■ What is expected: Send back exactly the lines from the opening line of the records below through the one with "is ever consulted.".

■ Task input:

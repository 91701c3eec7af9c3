//! De-facto `X-Forwarded-*` header parsing.
//!
//! Each header is a comma-separated list, client-closest first. Only the
//! first member of the first header instance is ever consulted.

use crate::forwarding::address::{parse_node, parse_port, NodeAddress};
use crate::forwarding::headers::{HeaderView, X_FORWARDED_FOR, X_FORWARDED_PORT, X_FORWARDED_PROTO};

/// First list member of a header, trimmed. Empty members are absent.
pub fn first_token<'a>(values: &[&'a str]) -> Option<&'a str> {
    let token = values.first()?.split(',').next()?.trim();
    if token.is_empty() {
        None
    } else {
        Some(token)
    }
}

/// Client node from `X-Forwarded-For`, with its port taken from
/// `X-Forwarded-Port` when that header carries a valid one.
pub fn client_node<H: HeaderView + ?Sized>(headers: &H) -> Option<NodeAddress> {
    let mut node = first_token(&headers.values_of(X_FORWARDED_FOR)).and_then(parse_node)?;
    if let Some(port) = first_token(&headers.values_of(X_FORWARDED_PORT)).and_then(parse_port) {
        node.port = Some(port);
    }
    Some(node)
}

/// Client scheme from `X-Forwarded-Proto`.
///
/// `None` only when the header is absent or every instance is empty; a
/// blank first member is returned as `""`.
pub fn client_proto<H: HeaderView + ?Sized>(headers: &H) -> Option<&str> {
    let values = headers.values_of(X_FORWARDED_PROTO);
    if values.iter().all(|v| v.is_empty()) {
        return None;
    }
    values.first().copied().map(|v| v.split(',').next().unwrap_or_default().trim())
}

#[cfg(test)]
mod tests {
    use super::*;
    use crate::forwarding::address::Host;

    #[test]
    fn first_token_only() {
        assert_eq!(first_token(&["203.0.113.5, 70.41.3.18"]), Some("203.0.113.5"));
        assert_eq!(first_token(&["a", "b"]), Some("a"));
        assert_eq!(first_token(&[" , 70.41.3.18"]), None);
        assert_eq!(first_token(&[]), None);
    }

    #[test]
    fn port_header_overrides_embedded_port() {
        let headers = [("x-forwarded-for", "10.0.0.1:1111"), ("x-forwarded-port", "2222")];
        assert_eq!(client_node(&headers[..]).unwrap().port, Some(2222));

        let headers = [("x-forwarded-for", "10.0.0.1:1111"), ("x-forwarded-port", "nope")];
        assert_eq!(client_node(&headers[..]).unwrap().port, Some(1111));
    }

    #[test]
    fn bracketed_ipv6_with_port_header() {
        let headers = [("X-Forwarded-For", "[2001:db8::1]"), ("X-Forwarded-Port", "8443")];
        let node = client_node(&headers[..]).unwrap();
        assert_eq!(node.host, Host::Ip("2001:db8::1".parse().unwrap()));
        assert_eq!(node.port, Some(8443));
    }

    #[test]
    fn port_alone_is_not_a_client() {
        let headers = [("x-forwarded-port", "443")];
        assert_eq!(client_node(&headers[..]), None);
    }

    #[test]
    fn proto_is_trimmed() {
        let headers = [("x-forwarded-proto", "  HTTPS , http")];
        assert_eq!(client_proto(&headers[..]), Some("HTTPS"));
        let headers = [("x-forwarded-proto", "")];
        assert_eq!(client_proto(&headers[..]), None);
    }

    #[test]
    fn blank_proto_member_is_not_absent() {
        let headers = [("x-forwarded-proto", " , https")];
        assert_eq!(client_proto(&headers[..]), Some(""));
        let headers = [("x-forwarded-proto", "   ")];
        assert_eq!(client_proto(&headers[..]), Some(""));
        let headers = [("x-forwarded-proto", ""), ("x-forwarded-proto", "https")];
        assert_eq!(client_proto(&headers[..]), Some(""));
        let headers = [("x-forwarded-proto", ""), ("x-forwarded-proto", "")];
        assert_eq!(client_proto(&headers[..]), None);
    }
}
//! Request ID generation and propagation.
//!
//! # Responsibilities
//! - Generate unique request ID (UUID v4) for requests that lack one
//! - Echo the request ID on the response
//! - Carry the request ID on the per-request tracing span
//!
//! # Design Decisions
//! - Request ID added as early as possible for tracing
//! - An incoming `x-request-id` is kept, not replaced

use axum::http::{HeaderName, HeaderValue, Request};
use tower_http::request_id::{
    MakeRequestId, PropagateRequestIdLayer, RequestId, SetRequestIdLayer,
};
use uuid::Uuid;

/// Header carrying the request ID.
pub const X_REQUEST_ID: &str = "x-request-id";

/// Generates UUID v4 request IDs.
#[derive(Debug, Clone, Copy, Default)]
pub struct MakeRequestUuid;

impl MakeRequestId for MakeRequestUuid {
    fn make_request_id<B>(&mut self, _request: &Request<B>) -> Option<RequestId> {
        HeaderValue::from_str(&Uuid::new_v4().to_string())
            .ok()
            .map(RequestId::new)
    }
}

/// Layer that assigns a request ID when the client did not send one.
pub fn set_request_id_layer() -> SetRequestIdLayer<MakeRequestUuid> {
    SetRequestIdLayer::new(HeaderName::from_static(X_REQUEST_ID), MakeRequestUuid)
}

/// Layer that copies the request ID onto the response.
pub fn propagate_request_id_layer() -> PropagateRequestIdLayer {
    PropagateRequestIdLayer::new(HeaderName::from_static(X_REQUEST_ID))
}

/// Span for one request, tagged with its request ID.
///
/// Used as the trace layer's `make_span_with`; the ID is already set by
/// the time the span is created.
pub fn request_span<B>(request: &Request<B>) -> tracing::Span {
    tracing::info_span!(
        "request",
        method = %request.method(),
        uri = %request.uri(),
        request_id = %request.request_id().unwrap_or("-"),
    )
}

/// Convenience access to the request ID header.
pub trait RequestIdExt {
    fn request_id(&self) -> Option<&str>;
}

impl<B> RequestIdExt for Request<B> {
    fn request_id(&self) -> Option<&str> {
        self.headers().get(X_REQUEST_ID).and_then(|v| v.to_str().ok())
    }
}
//! Shared utilities for integration tests.

use std::net::SocketAddr;
use std::time::Duration;

use tokio::net::TcpListener;
use tokio::sync::mpsc;

use forwarding_resolver::config::ServiceConfig;
use forwarding_resolver::{HttpServer, Shutdown};

/// A running server and the handles needed to drive it.
pub struct TestServer {
    pub addr: SocketAddr,
    pub shutdown: Shutdown,
    pub config_updates: mpsc::UnboundedSender<ServiceConfig>,
}

impl TestServer {
    pub fn url(&self, path: &str) -> String {
        format!("http://{}{}", self.addr, path)
    }
}

/// Start the service on an ephemeral local port.
pub async fn start_server(config: ServiceConfig) -> TestServer {
    let listener = TcpListener::bind("127.0.0.1:0").await.unwrap();
    let addr = listener.local_addr().unwrap();

    let shutdown = Shutdown::new();
    let (config_updates, updates_rx) = mpsc::unbounded_channel();
    let server = HttpServer::new(config).unwrap();
    let server_shutdown = shutdown.subscribe();

    tokio::spawn(async move {
        let _ = server.run(listener, updates_rx, server_shutdown).await;
    });

    tokio::time::sleep(Duration::from_millis(100)).await;

    TestServer {
        addr,
        shutdown,
        config_updates,
    }
}

pub fn client() -> reqwest::Client {
    reqwest::Client::builder()
        .pool_max_idle_per_host(0)
        .no_proxy()
        .build()
        .unwrap()
}
//! HTTP protocol handling subsystem.
//!
//! # Data Flow
//! ```text
//! TCP/TLS connection
//!     → server.rs (Axum setup, middleware stack)
//!     → request.rs (add or keep request ID)
//!     → client_info.rs (resolve client address and scheme)
//!     → echo handler
//!     → Send to client
//! ```

pub mod client_info;
pub mod request;
pub mod server;

pub use client_info::{ClientInfo, ClientInfoState};
pub use request::{RequestIdExt, X_REQUEST_ID};
pub use server::{HttpServer, ServerError};
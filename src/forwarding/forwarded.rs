//! RFC 7239 `Forwarded` header parsing.
//!
//! # Grammar
//! ```text
//! Forwarded         = 1#forwarded-element
//! forwarded-element = [ forwarded-pair ] *( ";" [ forwarded-pair ] )
//! forwarded-pair    = token "=" value
//! value             = token / quoted-string
//! ```
//!
//! # Design Decisions
//! - Elements are client-closest first, one per hop
//! - Separators inside quoted strings do not split
//! - Parameter names are case-insensitive; the first occurrence wins
//! - Malformed pairs and unknown parameters are skipped, never rejected

use crate::forwarding::address::{parse_node, NodeAddress};

/// One hop of a `Forwarded` header.
#[derive(Debug, Clone, Default, PartialEq, Eq)]
pub struct ForwardedElement {
    /// Client side of the hop (`for=`), if it names a usable address.
    pub forwarded_for: Option<NodeAddress>,
    /// Proxy side of the hop (`by=`), unquoted but otherwise raw.
    pub by: Option<String>,
    /// Original `Host` request header (`host=`).
    pub host: Option<String>,
    /// Scheme used on the incoming side of the hop (`proto=`), lowercased.
    pub proto: Option<String>,
}

/// Parse one `Forwarded` header value into its hops.
pub fn parse_forwarded(value: &str) -> Vec<ForwardedElement> {
    split_unquoted(value, ',')
        .into_iter()
        .filter(|element| !element.trim().is_empty())
        .map(parse_element)
        .collect()
}

/// Client address of the first hop carrying a usable `for=`, across all
/// header instances in order.
pub fn first_client<'a, I>(values: I) -> Option<NodeAddress>
where
    I: IntoIterator<Item = &'a str>,
{
    values
        .into_iter()
        .flat_map(parse_forwarded)
        .find_map(|element| element.forwarded_for)
}

fn parse_element(element: &str) -> ForwardedElement {
    let mut parsed = ForwardedElement::default();
    let (mut seen_for, mut seen_by, mut seen_host, mut seen_proto) = (false, false, false, false);

    for pair in split_unquoted(element, ';') {
        let Some((name, raw)) = pair.split_once('=') else {
            continue;
        };
        let value = unquote(raw);
        match name.trim().to_ascii_lowercase().as_str() {
            "for" if !seen_for => {
                seen_for = true;
                parsed.forwarded_for = value.as_deref().and_then(parse_node);
            }
            "by" if !seen_by => {
                seen_by = true;
                parsed.by = value;
            }
            "host" if !seen_host => {
                seen_host = true;
                parsed.host = value;
            }
            "proto" if !seen_proto => {
                seen_proto = true;
                parsed.proto = value.map(|v| v.to_ascii_lowercase());
            }
            _ => {}
        }
    }

    parsed
}

/// Split on `delimiter`, ignoring delimiters inside quoted strings.
fn split_unquoted(input: &str, delimiter: char) -> Vec<&str> {
    let mut parts = Vec::new();
    let mut start = 0;
    let mut in_quotes = false;
    let mut escaped = false;

    for (i, c) in input.char_indices() {
        if escaped {
            escaped = false;
            continue;
        }
        match c {
            '\\' if in_quotes => escaped = true,
            '"' => in_quotes = !in_quotes,
            c if c == delimiter && !in_quotes => {
                parts.push(&input[start..i]);
                start = i + c.len_utf8();
            }
            _ => {}
        }
    }
    parts.push(&input[start..]);
    parts
}

/// Decode a token or quoted-string value. Empty or malformed values are absent.
fn unquote(raw: &str) -> Option<String> {
    let raw = raw.trim();

    let Some(inner) = raw.strip_prefix('"') else {
        if raw.is_empty() || raw.contains('"') {
            return None;
        }
        return Some(raw.to_string());
    };

    let mut out = String::with_capacity(inner.len());
    let mut chars = inner.chars();
    while let Some(c) = chars.next() {
        match c {
            '\\' => out.push(chars.next()?),
            '"' => {
                // Closing quote must end the value.
                return if chars.as_str().is_empty() && !out.trim().is_empty() {
                    Some(out)
                } else {
                    None
                };
            }
            c => out.push(c),
        }
    }

    // Unterminated quoted string.
    None
}
//! Real client identity behind reverse proxies.
//!
//! Resolves the remote client address and effective TLS flag of a request
//! from the RFC 7239 `Forwarded` header and the `X-Forwarded-*` family, and
//! hosts that resolution in an Axum service.

pub mod config;
pub mod forwarding;
pub mod http;
pub mod lifecycle;
pub mod net;
pub mod observability;

pub use config::ServiceConfig;
pub use forwarding::{AddressSource, ForwardingError, ForwardingPolicy, ForwardingResolver, RemoteAddress};
pub use http::HttpServer;
pub use lifecycle::Shutdown;
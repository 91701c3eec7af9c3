//! Structured logging.
//!
//! # Responsibilities
//! - Initialize logging subsystem
//! - Configure log level from config and environment
//!
//! # Design Decisions
//! - Uses tracing crate for structured logging
//! - JSON format for production, pretty format for development
//! - `RUST_LOG` wins over the configured level

use tracing_subscriber::{layer::SubscriberExt, util::SubscriberInitExt, EnvFilter};

use crate::config::{LogFormat, ObservabilityConfig};

/// Build the env filter, falling back to the configured level.
pub fn env_filter(config: &ObservabilityConfig) -> EnvFilter {
    EnvFilter::try_from_default_env().unwrap_or_else(|_| {
        format!(
            "forwarding_resolver={level},tower_http={level}",
            level = config.log_level
        )
        .into()
    })
}

/// Install the global tracing subscriber.
///
/// Returns an error if a global subscriber is already set.
pub fn init_logging(
    config: &ObservabilityConfig,
) -> Result<(), tracing_subscriber::util::TryInitError> {
    let registry = tracing_subscriber::registry().with(env_filter(config));

    match config.log_format {
        LogFormat::Json => registry
            .with(tracing_subscriber::fmt::layer().json())
            .try_init(),
        LogFormat::Pretty => registry.with(tracing_subscriber::fmt::layer()).try_init(),
    }
}
//! Network layer subsystem.
//!
//! # Data Flow
//! ```text
//! Incoming TCP connection
//!     → tls.rs (optional TLS handshake via axum-server/rustls)
//!     → Hand off to HTTP layer, tagged as TLS or plain
//! ```
//!
//! # Design Decisions
//! - TLS is a property of the listener, not of individual connections
//! - The TLS flag is the fallback for scheme resolution

pub mod tls;
use std::net::SocketAddr;

use clap::Parser;
use serde::Serialize;

use forwarding_resolver::forwarding::{AddressSource, ForwardingPolicy, ForwardingResolver, RemoteAddress};

#[derive(Parser)]
#[command(name = "forwarding-cli")]
#[command(about = "Resolve a client identity from forwarding headers", long_about = None)]
struct Cli {
    /// Physical peer address of the connection.
    #[arg(short, long, default_value = "127.0.0.1:80")]
    peer: SocketAddr,

    /// Treat the physical connection as TLS.
    #[arg(long)]
    tls: bool,

    /// Request header as "Name: value"; may be repeated.
    #[arg(short = 'H', long = "header", value_parser = parse_header)]
    headers: Vec<(String, String)>,

    /// Ignore the RFC 7239 Forwarded header.
    #[arg(long)]
    no_forwarded: bool,

    /// Ignore X-Forwarded-For / X-Forwarded-Port.
    #[arg(long)]
    no_x_forwarded: bool,

    /// Prefer Forwarded over X-Forwarded-For when both are present.
    #[arg(long)]
    prefer_forwarded: bool,
}

#[derive(Serialize)]
struct Resolution {
    address: RemoteAddress,
    secure: bool,
    source: AddressSource,
}

fn parse_header(raw: &str) -> Result<(String, String), String> {
    let (name, value) = raw
        .split_once(':')
        .ok_or_else(|| format!("expected \"Name: value\", got {:?}", raw))?;
    let name = name.trim();
    if name.is_empty() {
        return Err("header name must not be empty".to_string());
    }
    Ok((name.to_string(), value.trim().to_string()))
}

fn main() -> Result<(), Box<dyn std::error::Error>> {
    let cli = Cli::parse();

    let resolver = ForwardingResolver::new(ForwardingPolicy {
        support_forwarded: !cli.no_forwarded,
        support_x_forwarded: !cli.no_x_forwarded,
        prefer_forwarded: cli.prefer_forwarded,
    })?;

    let connection = RemoteAddress::from(cli.peer);
    let (address, source) = resolver.resolve_remote_address_with_source(&cli.headers, &connection);
    let secure = resolver.resolve_scheme(&cli.headers, cli.tls);

    let resolution = Resolution {
        address,
        secure,
        source,
    };
    println!("{}", serde_json::to_string_pretty(&resolution)?);
    Ok(())
}

#[cfg(test)]
mod tests {
    use super::*;

    #[test]
    fn parses_name_and_value() {
        assert_eq!(
            parse_header("X-Forwarded-For: 203.0.113.5, 70.41.3.18"),
            Ok(("X-Forwarded-For".to_string(), "203.0.113.5, 70.41.3.18".to_string()))
        );
        // Only the first colon separates; the rest belongs to the value.
        assert_eq!(
            parse_header("Forwarded:for=\"[::1]:4711\""),
            Ok(("Forwarded".to_string(), "for=\"[::1]:4711\"".to_string()))
        );
    }

    #[test]
    fn rejects_missing_colon() {
        assert!(parse_header("X-Forwarded-For 203.0.113.5").is_err());
    }

    #[test]
    fn rejects_empty_name() {
        assert!(parse_header("  : 203.0.113.5").is_err());
    }
}
//! Observability subsystem.
//!
//! # Data Flow
//! ```text
//! http + forwarding produce:
//!     → logging.rs (structured log events)
//!     → metrics.rs (counters, histograms)
//!
//! Consumers:
//!     → Log aggregation (stdout)
//!     → Metrics endpoint (Prometheus scrape)
//! ```
//!
//! # Design Decisions
//! - Structured logging (JSON) for machine parsing
//! - Request ID flows through every request span
//! - The resolver itself stays side-effect free; recording happens in http

pub mod logging;
pub mod metrics;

■ Result of this task:
repository 91701c3eec7af9c3
//! De-facto `X-Forwarded-*` header parsing.
//!
//! Each header is a comma-separated list, client-closest first. Only the
//! first member of the first header instance is ever consulted.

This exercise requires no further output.